* WORK INSTRUCTIONS
Go through the data and retrieve each line that includes the string "EnvFilter".

══ EXTRACTED DATA

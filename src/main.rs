// Main entry point - Dependency injection and server setup
mod application;
mod domain;
mod infrastructure;
mod presentation;

use std::{net::SocketAddr, sync::Arc};
use anyhow::Context;
use axum::{
    routing::{get, patch, post, put},
    Router,
};
use tower_http::{compression::CompressionLayer, trace::TraceLayer};
use tracing_subscriber::EnvFilter;

use crate::application::activity_log::ActivityLog;
use crate::application::fleet_service::FleetService;
use crate::application::report_service::ReportService;
use crate::domain::period::Period;
use crate::infrastructure::config::load_app_config;
use crate::infrastructure::gemini_client::GeminiClient;
use crate::presentation::app_state::AppState;
use crate::presentation::handlers::{
    clear_activity, close_editor, download_csv, download_snapshot, edit_reading, generate_report,
    get_dashboard, health_check, list_activity, open_editor, select_period,
};

fn build_router(state: Arc<AppState>) -> Router {
    Router::new()
        .route("/healthz", get(health_check))
        .route("/dashboard", get(get_dashboard))
        .route("/period", put(select_period))
        .route("/editor", post(open_editor).delete(close_editor))
        .route("/editor/readings", patch(edit_reading))
        .route("/export.csv", get(download_csv))
        .route("/snapshot.png", get(download_snapshot))
        .route("/report", post(generate_report))
        .route("/activity", get(list_activity).delete(clear_activity))
        .layer(CompressionLayer::new())
        .layer(TraceLayer::new_for_http())
        .with_state(state)
}

#[tokio::main]
async fn main() -> anyhow::Result<()> {
    // Initialize tracing
    tracing_subscriber::fmt()
        .with_env_filter(EnvFilter::try_from_default_env().unwrap_or_else(|_| EnvFilter::new("info")))
        .init();

    // Load configuration
    let app_config = load_app_config()?;
    let period = Period::new(app_config.fleet.initial_month, app_config.fleet.initial_year)
        .context("Invalid initial period in configuration")?;

    if app_config.report.api_key.is_none() {
        tracing::warn!("No report API key configured; reports will use the fallback text");
    }

    // Create text service client (infrastructure layer)
    let generator = Arc::new(GeminiClient::new(&app_config.report)?);

    // Create services (application layer)
    let activity = ActivityLog::new(app_config.fleet.activity_capacity);
    let fleet_service = FleetService::new(period, activity.clone())?;
    let report_service = ReportService::new(generator, activity);

    // Create application state
    let state = Arc::new(AppState {
        fleet_service,
        report_service,
        snapshot_scale: app_config.snapshot.scale,
    });

    let router = build_router(state);

    // Start server
    let addr: SocketAddr = app_config
        .server
        .bind
        .parse()
        .with_context(|| format!("Invalid bind address {}", app_config.server.bind))?;
    tracing::info!("Starting fleet-pa-dashboard on {} ({})", addr, period.label());

    axum::serve(tokio::net::TcpListener::bind(addr).await?, router).await?;

    Ok(())
}
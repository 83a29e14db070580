// Report service - Use case for the natural-language fleet summary
use crate::application::activity_log::{ActivityLevel, ActivityLog};
use crate::application::fleet_service::FleetSnapshot;
use crate::application::report_generator::ReportGenerator;
use crate::domain::fleet::EquipmentSeries;
use crate::domain::period::Period;
use serde::Serialize;
use std::sync::Arc;

#[derive(Debug, Clone, Serialize)]
pub struct GeneratedReport {
    pub month: &'static str,
    pub year: i32,
    pub text: String,
    /// True when the text service failed and `text` is the placeholder.
    pub fallback: bool,
}

#[derive(Clone)]
pub struct ReportService {
    generator: Arc<dyn ReportGenerator>,
    activity: ActivityLog,
}

impl ReportService {
    pub fn new(generator: Arc<dyn ReportGenerator>, activity: ActivityLog) -> Self {
        Self { generator, activity }
    }

    /// Never fails: any error from the text service becomes placeholder text.
    pub async fn analyze(&self, snapshot: &FleetSnapshot) -> GeneratedReport {
        let period = snapshot.period;
        let prompt = build_prompt(&snapshot.series, period);

        self.activity.record(
            ActivityLevel::AiCore,
            format!("Requesting fleet analysis for {}", period.label()),
        );

        let (text, fallback) = match self.generator.generate(&prompt).await {
            Ok(text) if !text.trim().is_empty() => {
                self.activity
                    .record(ActivityLevel::Success, "Fleet analysis received");
                (text, false)
            }
            Ok(_) => {
                self.activity
                    .record(ActivityLevel::Warn, "Fleet analysis came back empty");
                (unavailable_message(period), true)
            }
            Err(e) => {
                tracing::warn!("Report generation error: {:#}", e);
                self.activity
                    .record(ActivityLevel::Warn, "Fleet analysis unavailable");
                (unavailable_message(period), true)
            }
        };

        GeneratedReport {
            month: period.month_name(),
            year: period.year(),
            text,
            fallback,
        }
    }
}

pub fn unavailable_message(period: Period) -> String {
    format!(
        "Monthly analysis for {} {} unavailable at this time. Please check your connection.",
        period.month_name(),
        period.year()
    )
}

/// One line per equipment: "Name (CODE): [1 Jan: 92.4%, ...] - Monthly Average: 88%"
pub fn summarize(series: &[EquipmentSeries]) -> String {
    series
        .iter()
        .map(|s| {
            let values = s
                .readings()
                .iter()
                .map(|r| format!("{}: {}%", r.label, r.value))
                .collect::<Vec<_>>()
                .join(", ");
            format!("{} ({}): [{}] - Monthly Average: {}%", s.name, s.code, values, s.avg())
        })
        .collect::<Vec<_>>()
        .join("\n")
}

pub fn build_prompt(series: &[EquipmentSeries], period: Period) -> String {
    let month = period.month_name();
    let year = period.year();
    let summary = summarize(series);

    format!(
        "Analyze this mining fleet Monthly Physical Availability (PA%) data for {month} {year}:
{summary}

Provide a high-level Operational Insight Report. Use the following structure:
### 1. EXECUTIVE SUMMARY
A brief overview of the fleet's health for {month}.

### 2. CRITICAL ANOMALIES & RED FLAGS
Identify specific units or dates where performance dipped below 80% and explain potential causes.

### 3. MAINTENANCE PRIORITIZATION
Rank units that need immediate technical attention based on their trend lines.

### 4. STRATEGIC RECOMMENDATIONS
Actionable steps for the next 30 days after {month}.

Keep the tone professional, authoritative, and concise. Use bolding for key metrics."
    )
}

════

* EXERCISE RESPONSE
use tracing_subscriber::EnvFilter;
        .with_env_filter(EnvFilter::try_from_default_env().unwrap_or_else(|_| EnvFilter::new("info")))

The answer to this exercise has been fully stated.